Using Robots To Understand Humans
A distinctly more lighthearted prototype is the Empathy Writer. It’s a mock typewriter running a program that crafts letters tuned to the personalities of the sender and recipient. Users select from pink tiles with personal attributes such as analytical, outspoken, or even narcissistic. They plug two tiles into the sender side of the machine and two into the recipient.
“Your voice is my favorite sound. What kind of coffee do you like? I miss seeing you and I’m trying to remember every physical detail about you,” reads one from a curious, analytical writer to her lover. (The creators drew material from literature and real people, such as Zelda Fitzgerald’s letters to her husband, F. Scott.)
It’s a whimsical example of an approach that could have serious applications. “Imagine using this for writing [to] a coworker in a different culture or any other context where you’re writing with somebody else’s state of mind in mind,” says Dean Malmgren.
I sent an email to Kieran Snyder, asking how doable this concept really is–and learned that the tech is further along than Ideo’s prototype might suggest. “Understanding the personality map of the reader is the ‘easy’ part,” she replied, with the caveat that none of this is truly easy. A company called Crystal, for instance, analyzes publicly available data about people to discover attributes like, “Makes quick decisions.” (Not creepy at all, right?) No need to manually guess what someone’s personality attributes are.
Putting Money Where Your Heart Is
Of the five projects, Snyder best liked one called Belief Checkout, created by Ideo’s Chicago office.
Around the machine are shelves of milk carton-shaped boxes representing values such as economical, healthy, or artisanal.
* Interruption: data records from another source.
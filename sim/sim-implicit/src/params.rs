//! Solver configuration.

#[cfg(feature = "serde")]
use serde::{Deserialize, Serialize};

/// Convergence controls for the conjugate-gradient solve.
///
/// The tolerance is absolute, on the ℓ² norm of the residual `b - A·x`.
/// Callers wanting a relative criterion scale it by `‖b‖` before the call.
/// The iteration cap doubles as the only cancellation channel: a caller
/// wanting wall-clock bounds splits the budget across repeated calls.
///
/// # Example
///
/// ```
/// use sim_implicit::SolverParams;
///
/// let params = SolverParams::default()
///     .with_tolerance(1e-8)
///     .with_max_iterations(500);
/// assert_eq!(params.max_iterations, 500);
/// ```
#[derive(Debug, Clone, Copy, PartialEq)]
#[cfg_attr(feature = "serde", derive(Serialize, Deserialize))]
pub struct SolverParams {
    /// Absolute residual-norm threshold for convergence.
    pub tolerance: f64,

    /// Iteration budget; the solve reports non-convergence past it.
    pub max_iterations: usize,
}

impl Default for SolverParams {
    fn default() -> Self {
        Self {
            tolerance: 1e-6,
            max_iterations: 100,
        }
    }
}

impl SolverParams {
    /// Set the residual tolerance.
    #[must_use]
    pub fn with_tolerance(mut self, tolerance: f64) -> Self {
        self.tolerance = tolerance;
        self
    }

    /// Set the iteration budget.
    #[must_use]
    pub fn with_max_iterations(mut self, max_iterations: usize) -> Self {
        self.max_iterations = max_iterations;
        self
    }
}

#[cfg(test)]
mod tests {
    use super::*;

    #[test]
    fn test_defaults_are_sane() {
        let params = SolverParams::default();
        assert!(params.tolerance > 0.0);
        assert!(params.max_iterations > 0);
    }
}
//! Error types for sparse container construction and mutation.
//!
//! Only structural mistakes are checked: writing where the fixed pattern
//! has no entry, or addressing outside the matrix. Numerical preconditions
//! (symmetry, positive-definiteness, matching dimensions at solve time) are
//! the caller's contract and are not validated at runtime.

use thiserror::Error;

/// Errors from sparse container operations.
#[derive(Debug, Error, Clone, Copy, PartialEq, Eq)]
pub enum SparseError {
    /// The fixed sparsity pattern has no entry at this position.
    #[error("no entry at ({row}, {col}) in the fixed sparsity pattern")]
    EntryOutsidePattern {
        /// Row of the rejected write.
        row: usize,
        /// Column of the rejected write.
        col: usize,
    },

    /// The position lies outside the matrix.
    #[error("position ({row}, {col}) out of bounds for a {nrows}x{ncols} matrix")]
    OutOfBounds {
        /// Row of the rejected access.
        row: usize,
        /// Column of the rejected access.
        col: usize,
        /// Number of matrix rows.
        nrows: usize,
        /// Number of matrix columns.
        ncols: usize,
    },
}

/// Result type for sparse container operations.
pub type SparseResult<T> = std::result::Result<T, SparseError>;
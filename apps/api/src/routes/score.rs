//! Scoring endpoints: direct ATS scoring, the hard-coded score-tracker
//! history, and the single-turn feedback chat relay.

use axum::{extract::State, Json};
use serde::{Deserialize, Serialize};

use crate::ai::prompts::build_feedback_prompt;
use crate::errors::AppError;
use crate::models::{AtsReport, ScoreSnapshot};
use crate::state::AppState;

#[derive(Debug, Deserialize)]
pub struct AtsScoreRequest {
    pub resume_text: String,
}

#[derive(Debug, Deserialize)]
pub struct FeedbackChatRequest {
    pub message: String,
}

#[derive(Debug, Serialize)]
pub struct FeedbackChatResponse {
    pub reply: String,
}

/// POST /ats-score
///
/// Scores the given text directly. With no external scorer configured
/// this is a constant-output fallback, so repeated calls are idempotent.
pub async fn handle_ats_score(
    State(state): State<AppState>,
    Json(req): Json<AtsScoreRequest>,
) -> Result<Json<AtsReport>, AppError> {
    if req.resume_text.trim().is_empty() {
        return Err(AppError::Validation(
            "resume_text cannot be empty".to_string(),
        ));
    }
    Ok(Json(state.ats.score(&req.resume_text).await))
}

/// POST /feedback-chat
///
/// Single-turn relay to the generation provider. No conversation state
/// is kept between calls.
pub async fn handle_feedback_chat(
    State(state): State<AppState>,
    Json(req): Json<FeedbackChatRequest>,
) -> Result<Json<FeedbackChatResponse>, AppError> {
    if req.message.trim().is_empty() {
        return Err(AppError::Validation("message cannot be empty".to_string()));
    }
    let reply = state
        .generator
        .generate(&build_feedback_prompt(&req.message))
        .await?;
    Ok(Json(FeedbackChatResponse { reply }))
}

/// GET /score-tracker
///
/// Returns the hard-coded score history. There is no persistence behind
/// this endpoint; the list is a fixed demo payload.
pub async fn handle_score_tracker() -> Json<Vec<ScoreSnapshot>> {
    Json(score_history())
}

fn score_history() -> Vec<ScoreSnapshot> {
    [
        ("2024-01-05", 61, 55),
        ("2024-02-12", 67, 60),
        ("2024-03-20", 72, 66),
        ("2024-04-28", 78, 71),
    ]
    .into_iter()
    .map(|(date, overall_score, keyword_score)| ScoreSnapshot {
        date: date.to_string(),
        overall_score,
        keyword_score,
    })
    .collect()
}
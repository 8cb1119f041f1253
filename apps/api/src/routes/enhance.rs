//! Enhancement endpoints: multipart upload and manual entry.
//!
//! Both run the same pipeline: AI enhance → ATS score (on the raw
//! text) → structure extraction (on the enhanced text) → JSON.

use axum::{
    extract::{Multipart, State},
    Json,
};
use serde::{Deserialize, Serialize};
use tracing::info;

use crate::ai::prompts::build_enhance_prompt;
use crate::errors::AppError;
use crate::extract::extract_structure;
use crate::models::{AtsReport, ExperienceEntry, StructuredResume};
use crate::state::AppState;

#[derive(Debug, Serialize)]
pub struct EnhanceResponse {
    pub original_text: String,
    pub enhanced_text: String,
    pub structured: StructuredResume,
    pub ats: AtsReport,
}

/// Freeform manual-entry payload; every field is optional.
#[derive(Debug, Default, Deserialize)]
pub struct ManualEntryRequest {
    #[serde(default)]
    pub name: String,
    #[serde(default)]
    pub job_title: String,
    #[serde(default)]
    pub summary: String,
    #[serde(default)]
    pub skills: Vec<String>,
    #[serde(default)]
    pub experience: Vec<ExperienceEntry>,
}

/// POST /enhance
///
/// Accepts a multipart upload with a `resume_file` field, decodes it as
/// lossy UTF-8, and runs the enhancement pipeline.
pub async fn handle_enhance(
    State(state): State<AppState>,
    mut multipart: Multipart,
) -> Result<Json<EnhanceResponse>, AppError> {
    let mut raw: Option<String> = None;

    while let Some(field) = multipart
        .next_field()
        .await
        .map_err(|e| AppError::Validation(format!("malformed multipart body: {e}")))?
    {
        if field.name() == Some("resume_file") {
            let bytes = field
                .bytes()
                .await
                .map_err(|e| AppError::Validation(format!("failed to read resume_file: {e}")))?;
            raw = Some(String::from_utf8_lossy(&bytes).into_owned());
        }
    }

    let raw = raw.ok_or_else(|| AppError::Validation("No file uploaded".to_string()))?;
    if raw.trim().is_empty() {
        return Err(AppError::Validation("resume_file is empty".to_string()));
    }

    info!("Enhancing uploaded resume ({} bytes)", raw.len());
    run_pipeline(&state, raw).await.map(Json)
}

/// POST /manual-entry
///
/// Reconstructs plain resume text from freeform JSON fields and runs
/// the same pipeline as `/enhance`.
pub async fn handle_manual_entry(
    State(state): State<AppState>,
    Json(req): Json<ManualEntryRequest>,
) -> Result<Json<EnhanceResponse>, AppError> {
    let raw = reconstruct_text(&req);
    if raw.trim().is_empty() {
        return Err(AppError::Validation(
            "manual entry contained no resume content".to_string(),
        ));
    }

    info!("Enhancing manual entry ({} bytes)", raw.len());
    run_pipeline(&state, raw).await.map(Json)
}

async fn run_pipeline(state: &AppState, raw: String) -> Result<EnhanceResponse, AppError> {
    let enhanced = state
        .generator
        .generate(&build_enhance_prompt(&raw))
        .await?;
    let structured = extract_structure(&enhanced);
    let ats = state.ats.score(&raw).await;

    Ok(EnhanceResponse {
        original_text: raw,
        enhanced_text: enhanced,
        structured,
        ats,
    })
}

/// Flattens manual-entry fields back into plain resume text.
fn reconstruct_text(req: &ManualEntryRequest) -> String {
    let mut text = String::new();

    for header in [&req.name, &req.job_title] {
        if !header.trim().is_empty() {
            text.push_str(header.trim());
            text.push('\n');
        }
    }
    if !req.summary.trim().is_empty() {
        text.push('\n');
        text.push_str(req.summary.trim());
        text.push('\n');
    }
    if !req.skills.is_empty() {
        text.push_str("\nSkills: ");
        text.push_str(&req.skills.join(", "));
        text.push('\n');
    }
    for exp in &req.experience {
        text.push_str(&format!(
            "\n{} — {} ({})\n{}\n",
            exp.position, exp.company, exp.years, exp.description
        ));
    }

    text
}

#[cfg(test)]
mod tests {
    use super::*;

    #[test]
    fn test_reconstruct_text_includes_all_fields() {
        let req = ManualEntryRequest {
            name: "Jane Doe".to_string(),
            job_title: "Engineer".to_string(),
            summary: "Ships things".to_string(),
            skills: vec!["Rust".to_string(), "SQL".to_string()],
            experience: vec![ExperienceEntry {
                position: "Dev".to_string(),
                company: "Acme".to_string(),
                years: "2020-2023".to_string(),
                description: "Built APIs".to_string(),
            }],
        };
        let text = reconstruct_text(&req);
        assert!(text.starts_with("Jane Doe\n"));
        assert!(text.contains("Skills: Rust, SQL"));
        assert!(text.contains("Dev — Acme (2020-2023)"));
        assert!(text.contains("Built APIs"));
    }

    #[test]
    fn test_reconstruct_text_empty_request() {
        assert!(reconstruct_text(&ManualEntryRequest::default())
            .trim()
            .is_empty());
    }
}
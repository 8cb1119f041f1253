//! HTML export — substitutes structured fields into a fixed markup
//! skeleton and writes the artifact to the export directory.

use std::path::Path;

use anyhow::Context;

use crate::errors::AppError;
use crate::export::{artifact_path, unique_filename};
use crate::models::StructuredResume;

pub fn escape_html(text: &str) -> String {
    text.replace('&', "&amp;")
        .replace('<', "&lt;")
        .replace('>', "&gt;")
}

/// Renders the fixed resume skeleton. Field values are escaped; the
/// skeleton itself is the only markup in the output.
pub fn render_html(resume: &StructuredResume) -> String {
    let skills: String = resume
        .skills
        .iter()
        .map(|s| format!("<li>{}</li>", escape_html(s)))
        .collect();

    let experience: String = resume
        .experience
        .iter()
        .map(|x| {
            format!(
                "<p><b>{}</b> — {} ({})<br>{}</p>",
                escape_html(&x.position),
                escape_html(&x.company),
                escape_html(&x.years),
                escape_html(&x.description),
            )
        })
        .collect();

    format!(
        "<html><body>\n\
         <h1>{}</h1>\n\
         <h2>{}</h2>\n\
         <p>{}</p>\n\
         <h3>Skills</h3>\n\
         <ul>{}</ul>\n\
         <h3>Experience</h3>\n\
         {}\n\
         </body></html>\n",
        escape_html(&resume.name),
        escape_html(&resume.job_title),
        escape_html(&resume.summary),
        skills,
        experience,
    )
}

/// Writes the rendered HTML artifact and returns its filename.
pub async fn write_html(export_dir: &Path, resume: &StructuredResume) -> Result<String, AppError> {
    let filename = unique_filename("resume_export", "html");
    let path = artifact_path(export_dir, &filename);
    tokio::fs::write(&path, render_html(resume))
        .await
        .with_context(|| format!("failed to write HTML artifact {}", path.display()))?;
    Ok(filename)
}

#[cfg(test)]
mod tests {
    use super::*;
    use crate::models::ExperienceEntry;

    fn sample() -> StructuredResume {
        StructuredResume {
            name: "Jane Doe".to_string(),
            job_title: "Engineer <3".to_string(),
            summary: "Ships things".to_string(),
            skills: vec!["Rust".to_string(), "SQL".to_string()],
            experience: vec![ExperienceEntry {
                position: "Dev".to_string(),
                company: "Acme & Co".to_string(),
                years: "2020-2023".to_string(),
                description: "Built APIs".to_string(),
            }],
        }
    }

    #[test]
    fn test_render_contains_all_sections() {
        let html = render_html(&sample());
        assert!(html.contains("<h1>Jane Doe</h1>"));
        assert!(html.contains("<h3>Skills</h3>"));
        assert!(html.contains("<h3>Experience</h3>"));
        assert!(html.contains("<li>Rust</li>"));
        assert!(html.contains("<li>SQL</li>"));
        assert!(html.contains("2020-2023"));
    }

    #[test]
    fn test_render_escapes_user_fields() {
        let html = render_html(&sample());
        assert!(html.contains("Engineer &lt;3"));
        assert!(html.contains("Acme &amp; Co"));
        assert!(!html.contains("Engineer <3"));
    }
}
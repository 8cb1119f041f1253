//! ATS scoring — external scorer with a constant fallback.
//!
//! When an external scorer endpoint is configured, its loose JSON
//! response is remapped onto the fixed `AtsReport` schema field by
//! field, defaulting each absent field. On any failure (non-2xx,
//! transport error, unparseable body) or with no scorer configured, the
//! constant fallback report is returned. This is availability
//! degradation, not caching — the scorer remembers nothing.

use reqwest::Client;
use serde_json::{json, Value};
use tracing::{debug, warn};

use crate::models::AtsReport;

const REQUEST_TIMEOUT_SECS: u64 = 120;

pub struct AtsScorer {
    client: Client,
    /// (url, api_key) — external scoring enabled only when both were configured.
    endpoint: Option<(String, String)>,
}

impl AtsScorer {
    pub fn new(url: Option<String>, api_key: Option<String>) -> Self {
        let endpoint = match (url, api_key) {
            (Some(u), Some(k)) => Some((u, k)),
            _ => None,
        };
        Self {
            client: Client::builder()
                .timeout(std::time::Duration::from_secs(REQUEST_TIMEOUT_SECS))
                .build()
                .expect("Failed to build HTTP client"),
            endpoint,
        }
    }

    pub fn external_configured(&self) -> bool {
        self.endpoint.is_some()
    }

    /// Scores resume text. Infallible: every failure path degrades to
    /// the constant fallback report.
    pub async fn score(&self, text: &str) -> AtsReport {
        let Some((url, api_key)) = &self.endpoint else {
            return fallback_report();
        };

        let response = self
            .client
            .post(url)
            .bearer_auth(api_key)
            .json(&json!({ "text": text }))
            .send()
            .await;

        let response = match response {
            Ok(r) => r,
            Err(e) => {
                warn!("ATS scorer unreachable, using fallback: {e}");
                return fallback_report();
            }
        };

        let status = response.status();
        if !status.is_success() {
            warn!("ATS scorer returned {status}, using fallback");
            return fallback_report();
        }

        match response.json::<Value>().await {
            Ok(body) => {
                debug!("ATS scorer responded, remapping fields");
                remap_report(&body)
            }
            Err(e) => {
                warn!("ATS scorer body unparseable, using fallback: {e}");
                fallback_report()
            }
        }
    }
}

/// The constant report served whenever no external scorer answers.
pub fn fallback_report() -> AtsReport {
    AtsReport {
        overall_score: 78,
        keyword_score: 71,
        skill_match_score: 69,
        formatting_issues: vec![
            "Long paragraphs".to_string(),
            "Lack of bullet points".to_string(),
        ],
        grammar_issues: vec!["Missing commas".to_string(), "Weak verbs".to_string()],
        missing_hard_skills: vec!["Docker".to_string(), "Kubernetes".to_string()],
        missing_soft_skills: vec!["Leadership".to_string()],
        recommendations: vec![
            "Add quantifiable achievements".to_string(),
            "Use stronger action verbs".to_string(),
            "Shorten sentences for readability".to_string(),
        ],
    }
}

/// Remaps a provider response onto the fixed schema. Each field is read
/// independently; absent or mistyped fields take the fallback value.
fn remap_report(body: &Value) -> AtsReport {
    let defaults = fallback_report();
    AtsReport {
        overall_score: score_field(body, "overall_score", defaults.overall_score),
        keyword_score: score_field(body, "keyword_score", defaults.keyword_score),
        skill_match_score: score_field(body, "skill_match_score", defaults.skill_match_score),
        formatting_issues: list_field(body, "formatting_issues", defaults.formatting_issues),
        grammar_issues: list_field(body, "grammar_issues", defaults.grammar_issues),
        missing_hard_skills: list_field(body, "missing_hard_skills", defaults.missing_hard_skills),
        missing_soft_skills: list_field(body, "missing_soft_skills", defaults.missing_soft_skills),
        recommendations: list_field(body, "recommendations", defaults.recommendations),
    }
}

/// Numeric 0–100 field; accepts integers or floats, clamps into range.
fn score_field(body: &Value, key: &str, default: u8) -> u8 {
    body.get(key)
        .and_then(|v| v.as_f64())
        .map(|n| n.clamp(0.0, 100.0) as u8)
        .unwrap_or(default)
}

fn list_field(body: &Value, key: &str, default: Vec<String>) -> Vec<String> {
    body.get(key)
        .and_then(|v| v.as_array())
        .map(|items| {
            items
                .iter()
                .filter_map(|i| i.as_str().map(|s| s.to_string()))
                .collect()
        })
        .unwrap_or(default)
}

#[cfg(test)]
mod tests {
    use super::*;

    #[test]
    fn test_fallback_report_is_constant() {
        assert_eq!(fallback_report(), fallback_report());
        assert_eq!(fallback_report().overall_score, 78);
    }

    #[tokio::test]
    async fn test_unconfigured_scorer_returns_fallback() {
        let scorer = AtsScorer::new(None, None);
        assert!(!scorer.external_configured());
        assert_eq!(scorer.score("any text").await, fallback_report());
    }

    #[test]
    fn test_url_without_key_disables_external_scorer() {
        let scorer = AtsScorer::new(Some("https://ats.example/score".to_string()), None);
        assert!(!scorer.external_configured());
    }

    #[test]
    fn test_remap_uses_provider_fields_when_present() {
        let body = serde_json::json!({
            "overall_score": 91,
            "recommendations": ["Tighten the summary"]
        });
        let report = remap_report(&body);
        assert_eq!(report.overall_score, 91);
        assert_eq!(report.recommendations, vec!["Tighten the summary"]);
        // absent fields take the fallback values
        assert_eq!(report.keyword_score, fallback_report().keyword_score);
        assert_eq!(report.grammar_issues, fallback_report().grammar_issues);
    }

    #[test]
    fn test_remap_clamps_out_of_range_scores() {
        let body = serde_json::json!({ "overall_score": 250, "keyword_score": -3 });
        let report = remap_report(&body);
        assert_eq!(report.overall_score, 100);
        assert_eq!(report.keyword_score, 0);
    }

    #[test]
    fn test_remap_ignores_mistyped_list() {
        let body = serde_json::json!({ "formatting_issues": "not a list" });
        let report = remap_report(&body);
        assert_eq!(
            report.formatting_issues,
            fallback_report().formatting_issues
        );
    }
}
//! DOCX export — builds a document tree mirroring the structured
//! record (name/title headings, Summary, Skills, Experience) with one
//! bullet per skill and one bullet plus description paragraph per
//! experience entry.

use std::io::Cursor;
use std::path::Path;

use anyhow::Context;
use docx_rs::{
    AbstractNumbering, Docx, IndentLevel, Level, LevelJc, LevelText, NumberFormat, Numbering,
    NumberingId, Paragraph, Run, Start,
};

use crate::errors::AppError;
use crate::export::{artifact_path, unique_filename};
use crate::models::StructuredResume;

const BULLET_NUM_ID: usize = 1;

// Run sizes are half-points: 48 = 24pt, 36 = 18pt, 28 = 14pt.
const NAME_SIZE: usize = 48;
const TITLE_SIZE: usize = 36;
const SECTION_SIZE: usize = 28;

fn heading(text: &str, size: usize) -> Paragraph {
    Paragraph::new().add_run(Run::new().add_text(text).bold().size(size))
}

fn bullet(text: &str) -> Paragraph {
    Paragraph::new()
        .add_run(Run::new().add_text(text))
        .numbering(NumberingId::new(BULLET_NUM_ID), IndentLevel::new(0))
}

fn body(text: &str) -> Paragraph {
    Paragraph::new().add_run(Run::new().add_text(text))
}

pub fn build_docx(resume: &StructuredResume) -> Docx {
    let mut docx = Docx::new()
        .add_abstract_numbering(AbstractNumbering::new(BULLET_NUM_ID).add_level(Level::new(
            0,
            Start::new(1),
            NumberFormat::new("bullet"),
            LevelText::new("•"),
            LevelJc::new("left"),
        )))
        .add_numbering(Numbering::new(BULLET_NUM_ID, BULLET_NUM_ID))
        .add_paragraph(heading(resume.name.as_str(), NAME_SIZE))
        .add_paragraph(heading(resume.job_title.as_str(), TITLE_SIZE))
        .add_paragraph(heading("Summary", SECTION_SIZE))
        .add_paragraph(body(resume.summary.as_str()))
        .add_paragraph(heading("Skills", SECTION_SIZE));

    for skill in &resume.skills {
        docx = docx.add_paragraph(bullet(skill.as_str()));
    }

    docx = docx.add_paragraph(heading("Experience", SECTION_SIZE));
    for exp in &resume.experience {
        let line = format!("{} — {} ({})", exp.position, exp.company, exp.years);
        docx = docx
            .add_paragraph(bullet(&line))
            .add_paragraph(body(exp.description.as_str()));
    }

    docx
}

/// Writes the DOCX artifact and returns `(filename, bytes)` so the
/// handler can stream the document back without re-reading the file.
pub async fn write_docx(
    export_dir: &Path,
    resume: &StructuredResume,
) -> Result<(String, Vec<u8>), AppError> {
    let mut cursor = Cursor::new(Vec::new());
    build_docx(resume)
        .build()
        .pack(&mut cursor)
        .map_err(|e| AppError::Export(format!("failed to pack DOCX: {e}")))?;
    let bytes = cursor.into_inner();

    let filename = unique_filename("resume", "docx");
    let path = artifact_path(export_dir, &filename);
    tokio::fs::write(&path, &bytes)
        .await
        .with_context(|| format!("failed to write DOCX artifact {}", path.display()))?;

    Ok((filename, bytes))
}

#[cfg(test)]
mod tests {
    use super::*;
    use crate::models::ExperienceEntry;

    fn document_xml(resume: &StructuredResume) -> String {
        let xml = build_docx(resume).build();
        String::from_utf8(xml.document).unwrap()
    }

    fn count(haystack: &str, needle: &str) -> usize {
        haystack.matches(needle).count()
    }

    fn skills_only(n: usize) -> StructuredResume {
        StructuredResume {
            name: "Jane Doe".to_string(),
            job_title: "Engineer".to_string(),
            summary: "Ships things".to_string(),
            skills: (0..n).map(|i| format!("Skill {i}")).collect(),
            experience: Vec::new(),
        }
    }

    #[test]
    fn test_one_bullet_per_skill() {
        for n in [1, 3, 7] {
            let xml = document_xml(&skills_only(n));
            assert_eq!(count(&xml, "<w:numPr>"), n, "expected {n} skill bullets");
        }
    }

    #[test]
    fn test_one_heading_per_section() {
        let xml = document_xml(&skills_only(2));
        assert_eq!(count(&xml, "Summary"), 1);
        assert_eq!(count(&xml, "Skills"), 1);
        assert_eq!(count(&xml, "Experience"), 1);
    }

    #[test]
    fn test_experience_adds_bullet_and_description() {
        let mut resume = skills_only(1);
        resume.experience.push(ExperienceEntry {
            position: "Dev".to_string(),
            company: "Acme".to_string(),
            years: "2020-2023".to_string(),
            description: "Built APIs".to_string(),
        });
        let xml = document_xml(&resume);
        // one skill bullet + one experience bullet
        assert_eq!(count(&xml, "<w:numPr>"), 2);
        assert!(xml.contains("Dev — Acme (2020-2023)"));
        assert!(xml.contains("Built APIs"));
    }
}
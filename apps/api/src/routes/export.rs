//! Export endpoints — one per renderer path (HTML, DOCX, PDF).

use axum::{
    extract::State,
    http::header,
    response::{IntoResponse, Response},
    Json,
};
use serde::Deserialize;
use serde_json::json;

use crate::errors::AppError;
use crate::export::{docx, html, pdf};
use crate::models::StructuredResume;
use crate::state::AppState;

const DOCX_CONTENT_TYPE: &str =
    "application/vnd.openxmlformats-officedocument.wordprocessingml.document";

#[derive(Debug, Deserialize)]
pub struct PdfExportRequest {
    #[serde(flatten)]
    pub resume: StructuredResume,
    pub template: Option<String>,
}

fn attachment(filename: &str, content_type: &str, bytes: Vec<u8>) -> Response {
    (
        [
            (header::CONTENT_TYPE, content_type.to_string()),
            (
                header::CONTENT_DISPOSITION,
                format!("attachment; filename=\"{filename}\""),
            ),
        ],
        bytes,
    )
        .into_response()
}

/// POST /export/html
///
/// Writes the HTML artifact and returns its filename; the file is
/// fetched later via `/download/:filename`.
pub async fn handle_export_html(
    State(state): State<AppState>,
    Json(resume): Json<StructuredResume>,
) -> Result<Json<serde_json::Value>, AppError> {
    let filename = html::write_html(&state.config.export_dir, &resume).await?;
    Ok(Json(json!({ "file": filename })))
}

/// POST /export/docx
///
/// Builds the DOCX artifact and streams it back as an attachment.
pub async fn handle_export_docx(
    State(state): State<AppState>,
    Json(resume): Json<StructuredResume>,
) -> Result<Response, AppError> {
    let (filename, bytes) = docx::write_docx(&state.config.export_dir, &resume).await?;
    Ok(attachment(&filename, DOCX_CONTENT_TYPE, bytes))
}

/// POST /export/pdf
///
/// Compiles the selected LaTeX template and streams the PDF back.
/// An unknown `template` value is rejected before compilation.
pub async fn handle_export_pdf(
    State(state): State<AppState>,
    Json(req): Json<PdfExportRequest>,
) -> Result<Response, AppError> {
    let (filename, bytes) = pdf::compile_pdf(
        &state.config.export_dir,
        &req.resume,
        req.template.as_deref(),
    )
    .await?;
    Ok(attachment(&filename, "application/pdf", bytes))
}
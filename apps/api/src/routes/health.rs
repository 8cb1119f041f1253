use axum::{extract::State, Json};
use serde_json::{json, Value};

use crate::state::AppState;

/// GET /health
/// Returns a simple status object with service version and the bound provider.
pub async fn health_handler(State(state): State<AppState>) -> Json<Value> {
    Json(json!({
        "status": "ok",
        "version": env!("CARGO_PKG_VERSION"),
        "service": "resumelift-api",
        "provider": state.generator.name(),
    }))
}
//! Shared data models — the interchange shapes between enhancement,
//! scoring, and export. Everything here is request-scoped; nothing is
//! persisted beyond the export artifact files.

use serde::{Deserialize, Serialize};

/// Normalized resume record used by every export path and returned from
/// the enhancement pipeline. All fields default so freeform export
/// payloads are accepted without a strict schema.
#[derive(Debug, Clone, PartialEq, Serialize, Deserialize)]
pub struct StructuredResume {
    #[serde(default)]
    pub name: String,
    #[serde(default)]
    pub job_title: String,
    #[serde(default)]
    pub summary: String,
    #[serde(default)]
    pub skills: Vec<String>,
    #[serde(default)]
    pub experience: Vec<ExperienceEntry>,
}

#[derive(Debug, Clone, PartialEq, Serialize, Deserialize)]
pub struct ExperienceEntry {
    #[serde(default)]
    pub position: String,
    #[serde(default)]
    pub company: String,
    #[serde(default)]
    pub years: String,
    #[serde(default)]
    pub description: String,
}

/// ATS analysis report. Scores are 0–100; the list fields carry
/// human-readable findings. Fetched from an external scorer when one is
/// configured, otherwise the constant fallback.
#[derive(Debug, Clone, PartialEq, Serialize, Deserialize)]
pub struct AtsReport {
    pub overall_score: u8,
    pub keyword_score: u8,
    pub skill_match_score: u8,
    pub formatting_issues: Vec<String>,
    pub grammar_issues: Vec<String>,
    pub missing_hard_skills: Vec<String>,
    pub missing_soft_skills: Vec<String>,
    pub recommendations: Vec<String>,
}

/// One point in the score-tracker history list.
#[derive(Debug, Clone, PartialEq, Serialize, Deserialize)]
pub struct ScoreSnapshot {
    pub date: String,
    pub overall_score: u8,
    pub keyword_score: u8,
}
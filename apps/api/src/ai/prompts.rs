//! Prompt constants for the enhancement and feedback endpoints.

/// Enhancement prompt. Replace `{resume_text}` before sending.
pub const ENHANCE_PROMPT_TEMPLATE: &str = r#"Enhance the following resume text.
- Improve grammar
- Rewrite into strong ATS-optimized bullets
- Use measurable achievements
- Improve tone
- Output ONLY improved resume text.

Resume:
{resume_text}
"#;

/// Single-turn feedback prompt. Replace `{message}` before sending.
pub const FEEDBACK_PROMPT_TEMPLATE: &str = r#"You are a resume and career coach.
Answer the user's question with concrete, actionable advice in a few short paragraphs.

Question:
{message}
"#;

pub fn build_enhance_prompt(resume_text: &str) -> String {
    ENHANCE_PROMPT_TEMPLATE.replace("{resume_text}", resume_text)
}

pub fn build_feedback_prompt(message: &str) -> String {
    FEEDBACK_PROMPT_TEMPLATE.replace("{message}", message)
}

#[cfg(test)]
mod tests {
    use super::*;

    #[test]
    fn test_enhance_prompt_embeds_resume() {
        let prompt = build_enhance_prompt("Built APIs at Acme");
        assert!(prompt.contains("Built APIs at Acme"));
        assert!(!prompt.contains("{resume_text}"));
        assert!(prompt.contains("ATS-optimized"));
    }

    #[test]
    fn test_feedback_prompt_embeds_message() {
        let prompt = build_feedback_prompt("How do I list a career gap?");
        assert!(prompt.contains("How do I list a career gap?"));
        assert!(!prompt.contains("{message}"));
    }
}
Shoppers pick three and place them on pedestals to show order of importance, and the machine generates a fitting grocery list. Someone choosing convenient, economical, and novel might get items like a cookie, hamburger, and ice cream. Someone valuing sustainable, natural, and local gets ethically raised chicken, organic fish, and a locally grown apple (and probably a longer life).
“Because it’s specific about what it’s trying to do–intent and context . . . it has a chance to work well,” says Snyder.
Ideo further envisions tying the device to news feeds. If investigative journalists expose abuses at the “ethical chicken” farm, for instance, the recommendations could change.
Apps such as HowGood allow shoppers to scan products in a store and learn about their ethical bona fides–such as treatment of workers or impact on the environment–based on research by activists. But Belief Checkout doesn’t assume any values for the shopper. If convenience and price rank highest, they may not get the most ethical products.
Ideo also envisions learning people’s preferences from experience–like Netflix does, but hopefully better. “One of the things that AI is really good at is pattern recognition and adaptation,” says Rao. “It can pick up on small behavior hints and start adapting . . . to be more customized to them.”
AI developments have often been focused on what’s possible, not what’s amenable to the human users, say Rao and Malmgren. With Hyper Human, Ideo’s goal wasn’t to show what the future should be, but what it could be. The reactions these machines provoke might be positive, negative, or nonplussed. But it’s better to go through that experience when first contemplating new AI products and services, instead of after they’ve been let loose in the wild.